The gynoecium is called coenocarpous(from the Greek kainos, karpos - fruit), if the pistil is formed from the fusion of several carpels. Carpels grow together in different ways, so there are several types of coenocarpous pistils. A pistil is called syncarpous if each carpel, when fused, forms a closed nest. The number of nests in the ovary corresponds to the number of carpels forming the pistil. The ovules still develop at the edges of the carpels, but these edges, which bear the placenta, end up in the center of the ovary. Such a placenta is called central-angular.
If the carpels grow together only at the edges and form one common cavity of the ovary, the gynoecium is called paracarpous(from the Greek para - near), and the location of the ovules or the type of placentation is wall.
The pistil evolved from the syncarpous pistil lysicarpous(from Greek lisi - dissolution). It is assumed that during the development of the lysicarpous pistil, the walls of the multilocular syncarpous ovary are partially dissolved, and a column formed from the placenta-bearing edges of the carpels remains in the center of the ovary. Thus, in the lysicarpous ovary, the ovules, and then the seeds, are located on the central column. This type of placentation is called central (columnar).
In evolutionary terms, the apocarpous gynoecium is the most primitive. In the process of plant phylogenesis, carpels gradually grow together and their number decreases. In many plants one can see transitional forms of the pistil from apocarpous to coenocarpous, when only partial fusion of the carpels occurs at their base.
Based on their position in the plant, the ovary is distinguished between superior and inferior. The superior ovary is located at the top of the receptacle, lies freely, does not fuse with other parts of the flower. The inferior ovary is immersed in the receptacle and fuses with its walls. Sepals, petals, and stamens are located on the receptacle above the ovary. In the case of the inferior ovary, the receptacle has a concave shape.
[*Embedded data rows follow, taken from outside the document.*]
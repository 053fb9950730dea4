//! PostgreSQL audit sink
//!
//! Flat columns for querying plus the full record as JSONB for replay.

use async_trait::async_trait;
use sqlx::postgres::{PgPool, PgPoolOptions};
use sqlx::Row;
use tracing::{debug, info, instrument};

use super::{AuditLog, AuditRecord, BalanceSample};
use crate::error::Result;

pub struct PostgresAuditLog {
    pool: PgPool,
}

impl PostgresAuditLog {
    pub async fn connect(database_url: &str, max_connections: u32) -> Result<Self> {
        let pool = PgPoolOptions::new()
            .max_connections(max_connections)
            .connect(database_url)
            .await?;

        info!("connected to audit database");
        Ok(Self { pool })
    }

    pub fn from_pool(pool: PgPool) -> Self {
        Self { pool }
    }

    /// Run pending migrations
    pub async fn migrate(&self) -> Result<()> {
        sqlx::migrate!("./migrations").run(&self.pool).await?;
        info!("audit migrations applied");
        Ok(())
    }
}

#[async_trait]
impl AuditLog for PostgresAuditLog {
    #[instrument(skip(self, record), fields(event_id = %record.event_id))]
    async fn record_breach(&self, record: &AuditRecord) -> Result<()> {
        let positions = serde_json::to_value(&record.positions)?;
        let votes = serde_json::to_value(&record.votes)?;
        let outcome = serde_json::to_value(&record.outcome)?;
        let full = serde_json::to_value(record)?;

        sqlx::query(
            r#"
            INSERT INTO breach_events (
                event_id, occurred_at, kind, observed, limit_value, venue_id,
                total_value_usd, available_balance_usd, baseline_value_usd,
                pnl_since_baseline, open_positions, positions, decision,
                agreement_ratio, fail_safe, votes, outcome_status, outcome, record
            )
            VALUES ($1, $2, $3, $4, $5, $6, $7, $8, $9, $10, $11, $12, $13, $14, $15, $16, $17, $18, $19)
            "#,
        )
        .bind(record.event_id)
        .bind(record.timestamp)
        .bind(record.kind.as_str())
        .bind(record.observed)
        .bind(record.limit)
        .bind(&record.venue_id)
        .bind(record.total_value_usd)
        .bind(record.available_balance_usd)
        .bind(record.baseline_value_usd)
        .bind(record.pnl_since_baseline)
        .bind(record.open_positions as i32)
        .bind(&positions)
        .bind(record.decision.token())
        .bind(record.agreement_ratio)
        .bind(record.fail_safe)
        .bind(&votes)
        .bind(record.outcome.as_str())
        .bind(&outcome)
        .bind(&full)
        .execute(&self.pool)
        .await?;

        debug!("breach event persisted");
        Ok(())
    }

    #[instrument(skip(self, sample))]
    async fn record_balance(&self, sample: &BalanceSample) -> Result<()> {
        sqlx::query(
            r#"
            INSERT INTO balance_history (
                sampled_at, venue_id, total_value_usd, available_balance_usd,
                pnl_since_baseline, open_positions
            )
            VALUES ($1, $2, $3, $4, $5, $6)
            "#,
        )
        .bind(sample.timestamp)
        .bind(&sample.venue_id)
        .bind(sample.total_value_usd)
        .bind(sample.available_balance_usd)
        .bind(sample.pnl_since_baseline)
        .bind(sample.open_positions as i32)
        .execute(&self.pool)
        .await?;

        Ok(())
    }

    #[instrument(skip(self))]
    async fn latest_breach(&self) -> Result<Option<AuditRecord>> {
        let row = sqlx::query(
            r#"
            SELECT record FROM breach_events
            ORDER BY occurred_at DESC, id DESC
            LIMIT 1
            "#,
        )
        .fetch_optional(&self.pool)
        .await?;

        match row {
            Some(row) => {
                let value: serde_json::Value = row.get("record");
                Ok(Some(serde_json::from_value(value)?))
            }
            None => Ok(None),
        }
    }
}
The wall of the ovary is covered with epidermis on the outer and inner sides. The epidermis has numerous stomata, which are found on both the outer and inner sides. The cuticle is formed mainly on the outer side of the ovary.
The walls of the ovary consist of loose parenchyma tissue. The cells of this tissue are relatively small, with thin membranes and large nuclei. They are poorly specialized and retain their embryonic character, which explains the significant growth of the ovary after fertilization. Both the mesophyll and the epidermis of the ovary walls contain chloroplasts. After fertilization, the ovary grows into a fruit, and the structure of its walls changes significantly.
Stigma - specialized part of the carpel that receives pollen. The surface of the stigma is covered with conductive tissue, which often continues into the style canal. Conductive tissue is formed from the proliferation of epidermal cells and cells of the subepidermal layer. She performs a secretory role. Its cells are relatively large, thin-walled, rich in cytoplasm and nutrients. The conductive tissue creates an environment favorable for pollen germination and pollen tube development.
Column in different plants it is developed to varying degrees, in some it is absent. The tissues that make up the style are differentiated to a greater extent than the tissues that make up the ovary.
The column can be open or closed. In the open column there is a channel, the walls of which are lined with epidermis or partially with special conductive tissue, which is a continuation of the same tissue of the stigma. There is no channel in a closed column. In this case, the axial part of the column is filled with conductive fabric. Such columns are more advanced in evolutionary terms.